Articles 3 and 4 by which the Rockwell group proposed to amend the constitution, would have converted the character of the corporation into one which would have permitted its officers to become more speculative and to invest in less secure commodities than theretofore with greater risk of loss.

The argument by the defendants regarding the future of the corporation was that there would be a greater chance of profit with the amount of risk which would be involved in more speculative acquisition operations and thus there would be an increase in the value of all stock.

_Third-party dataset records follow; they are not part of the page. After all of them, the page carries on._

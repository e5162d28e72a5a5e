//! Mock implementations for testing without hardware or a broker.
//!
//! # Available Mocks
//!
//! | Mock | Trait | Purpose |
//! |------|-------|---------|
//! | [`MockLights`] | [`SignalLights`] | Records lamp writes, can be told to fail |
//! | [`MockPublisher`] | [`Publisher`] | Captures publishes, switchable connection state |
//! | [`ScriptedTransport`] | [`Transport`] | Replays a script of poll results |
//! | [`MockViewer`] | [`ViewerSocket`] | In-memory viewer connection with a client end |
//!
//! All three are cheap `Clone` handles over shared state: hand one clone to
//! the code under test and keep another to inspect what happened.
//!
//! # Example
//!
//! ```rust
//! use parking_signal::hal::MockPublisher;
//! use parking_signal::traits::Publisher;
//!
//! let publisher = MockPublisher::new();
//! publisher.publish("lot/total", b"12", true).unwrap();
//!
//! let sent = publisher.published_to("lot/total");
//! assert_eq!(sent, vec![(b"12".to_vec(), true)]);
//! ```
//!
//! [`SignalLights`]: crate::traits::SignalLights
//! [`Publisher`]: crate::traits::Publisher
//! [`Transport`]: crate::traits::Transport
//! [`ViewerSocket`]: crate::traits::ViewerSocket

use std::collections::VecDeque;
use std::sync::atomic::{AtomicBool, Ordering};
use std::sync::{Arc, Mutex, MutexGuard};

use tokio::sync::mpsc;
use tokio::time::Instant;

use crate::traits::{
    ConnectionState, MqttMessage, PublishError, Publisher, SignalLights, Transport,
    TransportError, TransportEvent, ViewerClosed, ViewerSocket,
};

fn lock<T>(m: &Mutex<T>) -> MutexGuard<'_, T> {
    // Mocks are only touched from tests; a poisoned lock means a test already panicked.
    m.lock().unwrap_or_else(|poisoned| poisoned.into_inner())
}

// ============================================================================
// Lights
// ============================================================================

#[derive(Debug, Default)]
struct LightsInner {
    levels: (bool, bool, bool),
    writes: Vec<(bool, bool, bool)>,
    fail_writes: bool,
}

/// Mock signal lamps.
///
/// Records every write. Use [`set_failing`](Self::set_failing) to simulate
/// a broken output driver.
#[derive(Clone, Debug, Default)]
pub struct MockLights {
    inner: Arc<Mutex<LightsInner>>,
}

/// Error returned by [`MockLights`] while failing.
#[derive(Clone, Copy, Debug, PartialEq, Eq)]
pub struct MockLightsError;

impl MockLights {
    /// Creates mock lamps, all off.
    pub fn new() -> Self {
        Self::default()
    }

    /// Current (green, yellow, red) levels.
    pub fn levels(&self) -> (bool, bool, bool) {
        lock(&self.inner).levels
    }

    /// Every successful write, oldest first.
    pub fn writes(&self) -> Vec<(bool, bool, bool)> {
        lock(&self.inner).writes.clone()
    }

    /// Make subsequent writes fail (or succeed again).
    pub fn set_failing(&self, failing: bool) {
        lock(&self.inner).fail_writes = failing;
    }
}

impl SignalLights for MockLights {
    type Error = MockLightsError;

    fn set_levels(&mut self, green: bool, yellow: bool, red: bool) -> Result<(), MockLightsError> {
        let mut inner = lock(&self.inner);
        if inner.fail_writes {
            return Err(MockLightsError);
        }
        inner.levels = (green, yellow, red);
        inner.writes.push((green, yellow, red));
        Ok(())
    }
}

// ============================================================================
// Publisher
// ============================================================================

#[derive(Debug)]
struct PublisherInner {
    published: Vec<(String, Vec<u8>, bool)>,
    state: ConnectionState,
}

/// Mock publisher.
///
/// Publishes while [`ConnectionState::Connected`] are recorded; in any other
/// state they fail with [`PublishError::NotConnected`], like the real handle.
#[derive(Clone, Debug)]
pub struct MockPublisher {
    inner: Arc<Mutex<PublisherInner>>,
}

impl Default for MockPublisher {
    fn default() -> Self {
        Self::with_state(ConnectionState::Connected)
    }
}

impl MockPublisher {
    /// Creates a mock publisher in connected state.
    pub fn new() -> Self {
        Self::default()
    }

    /// Creates a mock publisher in disconnected state.
    pub fn disconnected() -> Self {
        Self::with_state(ConnectionState::Disconnected)
    }

    fn with_state(state: ConnectionState) -> Self {
        Self {
            inner: Arc::new(Mutex::new(PublisherInner {
                published: Vec::new(),
                state,
            })),
        }
    }

    /// Change the reported connection state.
    pub fn set_state(&self, state: ConnectionState) {
        lock(&self.inner).state = state;
    }

    /// All recorded publishes as (topic, payload, retain).
    pub fn published(&self) -> Vec<(String, Vec<u8>, bool)> {
        lock(&self.inner).published.clone()
    }

    /// Recorded (payload, retain) pairs for one topic.
    pub fn published_to(&self, topic: &str) -> Vec<(Vec<u8>, bool)> {
        lock(&self.inner)
            .published
            .iter()
            .filter(|(t, _, _)| t == topic)
            .map(|(_, payload, retain)| (payload.clone(), *retain))
            .collect()
    }

    /// Forget recorded publishes.
    pub fn clear(&self) {
        lock(&self.inner).published.clear();
    }
}

impl Publisher for MockPublisher {
    fn publish(&self, topic: &str, payload: &[u8], retain: bool) -> Result<(), PublishError> {
        let mut inner = lock(&self.inner);
        if !inner.state.is_connected() {
            return Err(PublishError::NotConnected);
        }
        inner.published.push((topic.into(), payload.to_vec(), retain));
        Ok(())
    }

    fn connection_state(&self) -> ConnectionState {
        lock(&self.inner).state
    }
}

// ============================================================================
// Transport
// ============================================================================

#[derive(Debug, Default)]
struct TransportInner {
    script: VecDeque<Result<TransportEvent, TransportError>>,
    polls: Vec<Instant>,
    subscriptions: Vec<String>,
    fail_subscribe: bool,
    resets: usize,
    disconnected: bool,
}

/// Transport that replays a fixed script.
///
/// Each `poll` pops the next scripted result and records when it was
/// called. Once the script is exhausted, `poll` never completes, so the
/// supervisor idles until it is cancelled.
///
/// # Example
///
/// ```rust
/// use parking_signal::hal::ScriptedTransport;
/// use parking_signal::traits::{TransportError, TransportEvent};
///
/// let transport = ScriptedTransport::new();
/// transport.push_err(TransportError::Connect("refused".into()));
/// transport.push(TransportEvent::Connected);
/// transport.push_message("deepstream/car_count", b"entry");
/// ```
#[derive(Clone, Debug, Default)]
pub struct ScriptedTransport {
    inner: Arc<Mutex<TransportInner>>,
}

impl ScriptedTransport {
    /// Creates an empty script.
    pub fn new() -> Self {
        Self::default()
    }

    /// Append a successful poll result.
    pub fn push(&self, event: TransportEvent) {
        lock(&self.inner).script.push_back(Ok(event));
    }

    /// Append an incoming message.
    pub fn push_message(&self, topic: &str, payload: &[u8]) {
        self.push(TransportEvent::Message(MqttMessage::new(topic, payload)));
    }

    /// Append a failed poll result.
    pub fn push_err(&self, err: TransportError) {
        lock(&self.inner).script.push_back(Err(err));
    }

    /// Make subscribe requests fail.
    pub fn set_fail_subscribe(&self, fail: bool) {
        lock(&self.inner).fail_subscribe = fail;
    }

    /// When each poll was started.
    pub fn poll_times(&self) -> Vec<Instant> {
        lock(&self.inner).polls.clone()
    }

    /// Every subscribe request, in order (repeats across reconnects).
    pub fn subscriptions(&self) -> Vec<String> {
        lock(&self.inner).subscriptions.clone()
    }

    /// Scripted results not yet consumed.
    pub fn remaining(&self) -> usize {
        lock(&self.inner).script.len()
    }

    /// How many times the session was dropped with `reset`.
    pub fn resets(&self) -> usize {
        lock(&self.inner).resets
    }

    /// Whether `disconnect` was called.
    pub fn was_disconnected(&self) -> bool {
        lock(&self.inner).disconnected
    }
}

impl Transport for ScriptedTransport {
    async fn poll(&mut self) -> Result<TransportEvent, TransportError> {
        let next = {
            let mut inner = lock(&self.inner);
            inner.polls.push(Instant::now());
            inner.script.pop_front()
        };
        match next {
            Some(result) => result,
            None => std::future::pending().await,
        }
    }

    async fn subscribe(&mut self, topic: &str) -> Result<(), TransportError> {
        let mut inner = lock(&self.inner);
        inner.subscriptions.push(topic.to_string());
        if inner.fail_subscribe {
            return Err(TransportError::Subscribe {
                topic: topic.to_string(),
                reason: "scripted failure".into(),
            });
        }
        Ok(())
    }

    fn reset(&mut self) {
        lock(&self.inner).resets += 1;
    }

    async fn disconnect(&mut self) {
        lock(&self.inner).disconnected = true;
    }
}

// ============================================================================
// Viewer
// ============================================================================

/// Server end of an in-memory viewer connection.
///
/// Hand it to the viewer session; drive the session from the
/// [`MockViewerClient`] returned alongside it.
#[derive(Debug)]
pub struct MockViewer {
    to_client: mpsc::UnboundedSender<String>,
    from_client: mpsc::UnboundedReceiver<String>,
    closed: Arc<AtomicBool>,
}

/// Client end of a [`MockViewer`]: what a browser would send and see.
#[derive(Debug)]
pub struct MockViewerClient {
    from_server: mpsc::UnboundedReceiver<String>,
    to_server: Option<mpsc::UnboundedSender<String>>,
    closed: Arc<AtomicBool>,
}

impl MockViewer {
    /// Creates a connected server/client pair.
    pub fn pair() -> (Self, MockViewerClient) {
        let (to_client, from_server) = mpsc::unbounded_channel();
        let (to_server, from_client) = mpsc::unbounded_channel();
        let closed = Arc::new(AtomicBool::new(false));
        let server = Self {
            to_client,
            from_client,
            closed: Arc::clone(&closed),
        };
        let client = MockViewerClient {
            from_server,
            to_server: Some(to_server),
            closed,
        };
        (server, client)
    }
}

impl ViewerSocket for MockViewer {
    async fn send_text(&mut self, text: String) -> Result<(), ViewerClosed> {
        self.to_client.send(text).map_err(|_| ViewerClosed)
    }

    async fn recv_text(&mut self) -> Option<String> {
        self.from_client.recv().await
    }

    async fn close(&mut self) {
        self.closed.store(true, Ordering::SeqCst);
    }
}

impl MockViewerClient {
    /// Send a text frame to the server. Ignored after [`hang_up`](Self::hang_up).
    pub fn send(&self, text: &str) {
        if let Some(tx) = &self.to_server {
            let _ = tx.send(text.to_string());
        }
    }

    /// Next frame from the server, or `None` once the session has ended.
    pub async fn recv(&mut self) -> Option<String> {
        self.from_server.recv().await
    }

    /// A frame the server already sent, without waiting.
    pub fn try_recv(&mut self) -> Option<String> {
        self.from_server.try_recv().ok()
    }

    /// Leave, as a browser tab closing would.
    pub fn hang_up(&mut self) {
        self.to_server = None;
    }

    /// Whether the server closed the session.
    pub fn was_closed(&self) -> bool {
        self.closed.load(Ordering::SeqCst)
    }
}

// ============================================================================
// Tests
// ============================================================================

This, the plaintiff contended, would create greater value for the owners of common shares of stock, but it would involve greater risk for the preferred stockholders, and any such actions would need to be closely scrutinized by the preferred directors.

At the time of the hearing before me, the value of common stock on the open market was $ 3/8 and the value of preferred was $12.25.4 The defendants have asserted that the corporation's post-election investment strategy has continued to be conservative at least during the time of this proceeding.

In the instant complaint and the supplemental filing, the plaintiff charges that:

The defendants determined by means of an unlawful plan to subvert the court's order providing for an election and undo the election, itself That pursuant to such a plan, the five defendants met in Fort Lauderdale, Florida on March 19, 1982 after the inspectors had certified the results of the March 12 election;

That there the defendants held a clandestine meeting, incorrectly described by them as a "Regular Meeting of the Company's Board of Directors";

That this meeting was not a meeting of the Company's ...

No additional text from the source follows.